> WORK REQUIRED: With every mark kept, transcribe all of the records.

> EXTRACTED DATA:
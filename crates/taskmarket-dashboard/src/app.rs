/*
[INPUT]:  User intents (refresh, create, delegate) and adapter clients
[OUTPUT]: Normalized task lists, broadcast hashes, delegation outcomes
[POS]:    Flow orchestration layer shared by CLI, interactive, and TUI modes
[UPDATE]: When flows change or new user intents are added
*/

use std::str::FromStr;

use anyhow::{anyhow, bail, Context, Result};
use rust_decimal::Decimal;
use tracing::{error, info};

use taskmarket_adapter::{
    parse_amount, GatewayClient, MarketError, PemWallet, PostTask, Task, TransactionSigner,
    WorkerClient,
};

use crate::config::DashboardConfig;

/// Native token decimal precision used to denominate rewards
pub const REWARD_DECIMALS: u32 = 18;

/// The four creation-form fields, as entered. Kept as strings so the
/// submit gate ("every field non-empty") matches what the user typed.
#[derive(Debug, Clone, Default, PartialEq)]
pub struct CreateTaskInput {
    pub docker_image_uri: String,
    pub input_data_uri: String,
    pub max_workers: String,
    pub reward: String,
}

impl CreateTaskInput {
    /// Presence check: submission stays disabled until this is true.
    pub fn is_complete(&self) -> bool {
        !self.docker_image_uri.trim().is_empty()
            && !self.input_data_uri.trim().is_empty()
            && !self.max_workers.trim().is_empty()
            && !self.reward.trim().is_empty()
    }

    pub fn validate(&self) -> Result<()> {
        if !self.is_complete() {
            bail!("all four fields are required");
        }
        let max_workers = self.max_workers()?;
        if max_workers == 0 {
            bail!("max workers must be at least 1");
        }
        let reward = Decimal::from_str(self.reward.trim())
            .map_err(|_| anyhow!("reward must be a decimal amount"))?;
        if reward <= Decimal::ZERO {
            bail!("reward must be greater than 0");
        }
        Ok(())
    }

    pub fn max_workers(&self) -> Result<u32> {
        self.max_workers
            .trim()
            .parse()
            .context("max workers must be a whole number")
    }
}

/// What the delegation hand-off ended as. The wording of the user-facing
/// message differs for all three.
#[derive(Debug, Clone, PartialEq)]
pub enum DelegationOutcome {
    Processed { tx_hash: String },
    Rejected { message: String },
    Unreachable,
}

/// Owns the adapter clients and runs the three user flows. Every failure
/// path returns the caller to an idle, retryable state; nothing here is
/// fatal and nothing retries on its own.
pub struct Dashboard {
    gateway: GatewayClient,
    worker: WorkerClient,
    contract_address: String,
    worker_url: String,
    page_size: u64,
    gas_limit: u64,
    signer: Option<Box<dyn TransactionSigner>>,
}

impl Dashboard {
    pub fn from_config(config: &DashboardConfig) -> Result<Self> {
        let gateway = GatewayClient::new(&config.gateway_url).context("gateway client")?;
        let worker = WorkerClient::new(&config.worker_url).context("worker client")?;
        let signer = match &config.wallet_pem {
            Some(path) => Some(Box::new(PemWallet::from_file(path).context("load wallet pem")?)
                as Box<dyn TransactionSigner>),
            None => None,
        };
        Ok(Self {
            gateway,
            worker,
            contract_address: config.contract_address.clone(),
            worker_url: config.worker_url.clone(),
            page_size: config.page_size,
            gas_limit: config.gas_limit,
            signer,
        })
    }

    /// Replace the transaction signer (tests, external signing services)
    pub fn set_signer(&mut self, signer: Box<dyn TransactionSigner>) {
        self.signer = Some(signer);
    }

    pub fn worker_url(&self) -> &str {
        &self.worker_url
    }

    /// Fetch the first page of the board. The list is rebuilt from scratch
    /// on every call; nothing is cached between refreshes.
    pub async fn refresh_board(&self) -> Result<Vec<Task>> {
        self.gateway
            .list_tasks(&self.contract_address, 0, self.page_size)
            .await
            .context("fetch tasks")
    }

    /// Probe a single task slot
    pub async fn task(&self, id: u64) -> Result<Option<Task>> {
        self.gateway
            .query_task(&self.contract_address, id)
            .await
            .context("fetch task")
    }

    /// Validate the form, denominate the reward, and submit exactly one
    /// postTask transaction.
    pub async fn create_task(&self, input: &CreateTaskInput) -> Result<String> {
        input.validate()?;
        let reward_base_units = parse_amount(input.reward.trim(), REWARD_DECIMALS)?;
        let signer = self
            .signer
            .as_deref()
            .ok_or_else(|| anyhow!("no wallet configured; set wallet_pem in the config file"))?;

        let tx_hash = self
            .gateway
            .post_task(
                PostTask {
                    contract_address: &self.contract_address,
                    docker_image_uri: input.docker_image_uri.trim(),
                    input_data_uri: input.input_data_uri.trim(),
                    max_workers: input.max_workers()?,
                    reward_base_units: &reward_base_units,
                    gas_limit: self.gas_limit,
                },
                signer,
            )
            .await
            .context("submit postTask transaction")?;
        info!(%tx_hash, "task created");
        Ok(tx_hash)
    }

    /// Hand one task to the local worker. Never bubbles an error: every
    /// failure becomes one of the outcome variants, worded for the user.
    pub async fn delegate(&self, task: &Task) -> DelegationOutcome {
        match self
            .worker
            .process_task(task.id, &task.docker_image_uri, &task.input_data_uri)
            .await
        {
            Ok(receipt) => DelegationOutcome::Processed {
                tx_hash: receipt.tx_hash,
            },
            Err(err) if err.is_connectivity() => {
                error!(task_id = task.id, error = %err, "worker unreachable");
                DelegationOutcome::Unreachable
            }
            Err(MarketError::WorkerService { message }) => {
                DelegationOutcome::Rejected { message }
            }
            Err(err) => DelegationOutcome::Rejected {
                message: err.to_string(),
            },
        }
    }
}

> SOLUTION TO THE PROBLEM:
filename crates/taskmarket-dashboard/src/app.rs
/*
[INPUT]:  User intents (refresh, create, delegate) and adapter clients
[OUTPUT]: Normalized task lists, broadcast hashes, delegation outcomes
[POS]:    Flow orchestration layer shared by CLI, interactive, and TUI modes
[UPDATE]: When flows change or new user intents are added
*/

use std::str::FromStr;

use anyhow::{anyhow, bail, Context, Result};
use rust_decimal::Decimal;
use tracing::{error, info};

use taskmarket_adapter::{
    parse_amount, GatewayClient, MarketError, PemWallet, PostTask, Task, TransactionSigner,
    WorkerClient,
};

use crate::config::DashboardConfig;

/// Native token decimal precision used to denominate rewards
pub const REWARD_DECIMALS: u32 = 18;

/// The four creation-form fields, as entered. Kept as strings so the
/// submit gate ("every field non-empty") matches what the user typed.
#[derive(Debug, Clone, Default, PartialEq)]
pub struct CreateTaskInput {
    pub docker_image_uri: String,
    pub input_data_uri: String,
    pub max_workers: String,
    pub reward: String,
}

impl CreateTaskInput {
    /// Presence check: submission stays disabled until this is true.
    pub fn is_complete(&self) -> bool {
        !self.docker_image_uri.trim().is_empty()
            && !self.input_data_uri.trim().is_empty()
            && !self.max_workers.trim().is_empty()
            && !self.reward.trim().is_empty()
    }

    pub fn validate(&self) -> Result<()> {
        if !self.is_complete() {
            bail!("all four fields are required");
        }
        let max_workers = self.max_workers()?;
        if max_workers == 0 {
            bail!("max workers must be at least 1");
        }
        let reward = Decimal::from_str(self.reward.trim())
            .map_err(|_| anyhow!("reward must be a decimal amount"))?;
        if reward <= Decimal::ZERO {
            bail!("reward must be greater than 0");
        }
        Ok(())
    }

    pub fn max_workers(&self) -> Result<u32> {
        self.max_workers
            .trim()
            .parse()
            .context("max workers must be a whole number")
    }
}

/// What the delegation hand-off ended as. The wording of the user-facing
/// message differs for all three.
#[derive(Debug, Clone, PartialEq)]
pub enum DelegationOutcome {
    Processed { tx_hash: String },
    Rejected { message: String },
    Unreachable,
}

/// Owns the adapter clients and runs the three user flows. Every failure
/// path returns the caller to an idle, retryable state; nothing here is
/// fatal and nothing retries on its own.
pub struct Dashboard {
    gateway: GatewayClient,
    worker: WorkerClient,
    contract_address: String,
    worker_url: String,
    page_size: u64,
    gas_limit: u64,
    signer: Option<Box<dyn TransactionSigner>>,
}

impl Dashboard {
    pub fn from_config(config: &DashboardConfig) -> Result<Self> {
        let gateway = GatewayClient::new(&config.gateway_url).context("gateway client")?;
        let worker = WorkerClient::new(&config.worker_url).context("worker client")?;
        let signer = match &config.wallet_pem {
            Some(path) => Some(Box::new(PemWallet::from_file(path).context("load wallet pem")?)
                as Box<dyn TransactionSigner>),
            None => None,
        };
        Ok(Self {
            gateway,
            worker,
            contract_address: config.contract_address.clone(),
            worker_url: config.worker_url.clone(),
            page_size: config.page_size,
            gas_limit: config.gas_limit,
            signer,
        })
    }

    /// Replace the transaction signer (tests, external signing services)
    pub fn set_signer(&mut self, signer: Box<dyn TransactionSigner>) {
        self.signer = Some(signer);
    }

    pub fn worker_url(&self) -> &str {
        &self.worker_url
    }

    /// Fetch the first page of the board. The list is rebuilt from scratch
    /// on every call; nothing is cached between refreshes.
    pub async fn refresh_board(&self) -> Result<Vec<Task>> {
        self.gateway
            .list_tasks(&self.contract_address, 0, self.page_size)
            .await
            .context("fetch tasks")
    }

    /// Probe a single task slot
    pub async fn task(&self, id: u64) -> Result<Option<Task>> {
        self.gateway
            .query_task(&self.contract_address, id)
            .await
            .context("fetch task")
    }

    /// Validate the form, denominate the reward, and submit exactly one
    /// postTask transaction.
    pub async fn create_task(&self, input: &CreateTaskInput) -> Result<String> {
        input.validate()?;
        let reward_base_units = parse_amount(input.reward.trim(), REWARD_DECIMALS)?;
        let signer = self
            .signer
            .as_deref()
            .ok_or_else(|| anyhow!("no wallet configured; set wallet_pem in the config file"))?;

        let tx_hash = self
            .gateway
            .post_task(
                PostTask {
                    contract_address: &self.contract_address,
                    docker_image_uri: input.docker_image_uri.trim(),
                    input_data_uri: input.input_data_uri.trim(),
                    max_workers: input.max_workers()?,
                    reward_base_units: &reward_base_units,
                    gas_limit: self.gas_limit,
                },
                signer,
            )
            .await
            .context("submit postTask transaction")?;
        info!(%tx_hash, "task created");
        Ok(tx_hash)
    }

    /// Hand one task to the local worker. Never bubbles an error: every
    /// failure becomes one of the outcome variants, worded for the user.
    pub async fn delegate(&self, task: &Task) -> DelegationOutcome {
        match self
            .worker
            .process_task(task.id, &task.docker_image_uri, &task.input_data_uri)
            .await
        {
            Ok(receipt) => DelegationOutcome::Processed {
                tx_hash: receipt.tx_hash,
            },
            Err(err) if err.is_connectivity() => {
                error!(task_id = task.id, error = %err, "worker unreachable");
                DelegationOutcome::Unreachable
            }
            Err(MarketError::WorkerService { message }) => {
                DelegationOutcome::Rejected { message }
            }
            Err(err) => DelegationOutcome::Rejected {
                message: err.to_string(),
            },
        }
    }
}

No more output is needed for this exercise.